A classicial computer vision based approach to transform images from multi-camera sensors to a single bird's-eye view (BEV) image. It provides a simple implementation for performing bird's-eye view (BEV) transformation using homography. It involves selecting points manually on the images, computing homographies, and transforming the images to a bird's-eye view perspective.
The code implementation is in progress.
Source: Automatic Parking based on a Bird's Eye View System
- Methodology
- Install
- Usage
- Analysis: Feature Detection and Matching (ORB vs SIFT)

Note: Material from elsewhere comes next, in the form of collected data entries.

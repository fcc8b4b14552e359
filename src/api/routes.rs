use axum::{
    http::{header, HeaderName, Method, StatusCode},
    middleware,
    response::{IntoResponse, Response},
    routing::{get, post},
    Json, Router,
};
use serde_json::json;
use std::{any::Any, time::Duration};
use tower_http::{
    catch_panic::CatchPanicLayer,
    cors::{AllowOrigin, CorsLayer},
};
use tracing::error;

use crate::api::dashboard::{admin_dashboard, health_check, user_dashboard};
use crate::auth::{api as auth_api, auth_middleware, require_admin, AuthState};
use crate::middleware::request_logging;

/// Create the API router
///
/// Public: `/health`, `/register`, `/login`.
/// Bearer token: `/dashboard/user`. Bearer token + admin role: `/dashboard/admin`.
pub fn create_router(state: AuthState) -> Router {
    let admin_routes = Router::new()
        .route("/dashboard/admin", get(admin_dashboard))
        .route_layer(middleware::from_fn(require_admin));

    let protected_routes = Router::new()
        .route("/dashboard/user", get(user_dashboard))
        .merge(admin_routes)
        .route_layer(middleware::from_fn_with_state(
            state.jwt_handler.clone(),
            auth_middleware,
        ));

    let public_routes = Router::new()
        .route("/health", get(health_check))
        .route("/register", post(auth_api::register))
        .route("/login", post(auth_api::login));

    with_http_layers(
        Router::new()
            .merge(public_routes)
            .merge(protected_routes)
            .with_state(state),
    )
}

/// Outer stack shared by every route: panic recovery, request logging, CORS.
/// A panicking handler fails only its own request, with a logged 500.
fn with_http_layers(router: Router) -> Router {
    router
        .layer(CatchPanicLayer::custom(panic_response))
        .layer(middleware::from_fn(request_logging))
        .layer(cors_layer())
}

fn panic_response(panic: Box<dyn Any + Send + 'static>) -> Response {
    let detail = panic
        .downcast_ref::<String>()
        .map(String::as_str)
        .or_else(|| panic.downcast_ref::<&str>().copied())
        .unwrap_or("non-string panic payload");
    error!(panic = detail, "Handler panicked");

    (
        StatusCode::INTERNAL_SERVER_ERROR,
        Json(json!({ "error": "Internal server error" })),
    )
        .into_response()
}

fn cors_layer() -> CorsLayer {
    CorsLayer::new()
        .allow_origin(AllowOrigin::mirror_request())
        .allow_methods([
            Method::GET,
            Method::POST,
            Method::PUT,
            Method::DELETE,
            Method::OPTIONS,
        ])
        .allow_headers([
            header::ACCEPT,
            header::AUTHORIZATION,
            header::CONTENT_TYPE,
            HeaderName::from_static("x-csrf-token"),
        ])
        .expose_headers([header::LINK])
        .allow_credentials(true)
        .max_age(Duration::from_secs(300))
}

- Analysis: Image Stitching Mode for OpenCV
- Analysis: Warped Image Enhancement
- Notes
- ToDo
The process involves the following steps:
-
Load images from multiple cameras: The input images from the multi-camera system are first loaded and resized (if required) for processing.
-
Manual Point Selection for Calibration: The next step is to select points manually on the images that correspond to the four corners of the region to be transformed into the BEV perspective. This is achieved by allowing the user to click on the image to choose the points. The points are then used to compute the homographies that will be applied to the images. Normally, you could use a checkerboard pattern for automatic point detection and calibration, but since I didn’t have one available, I went with the manual method.
-
Homography Computation and Image Warping: Homography is a transformation that maps one plane to another in 2D. The points selected by the user in the previous step are used to compute the homography matrix, which is used to warp the images to the BEV perspective.
-
Warping images to BEV: The homography is applied to the images, which transforms them into the bird’s-eye view perspective. This transformation allows us to “flatten” the 3D world into a 2D view that provides us a BEV perspective.
-
Image Stitching: Once the images are warped into the BEV perspective, they are stitched together using SIFT based feature matching technique (as discussed later in the README). It finds common features between the warped images, which are then used to align the images and create the final BEV image.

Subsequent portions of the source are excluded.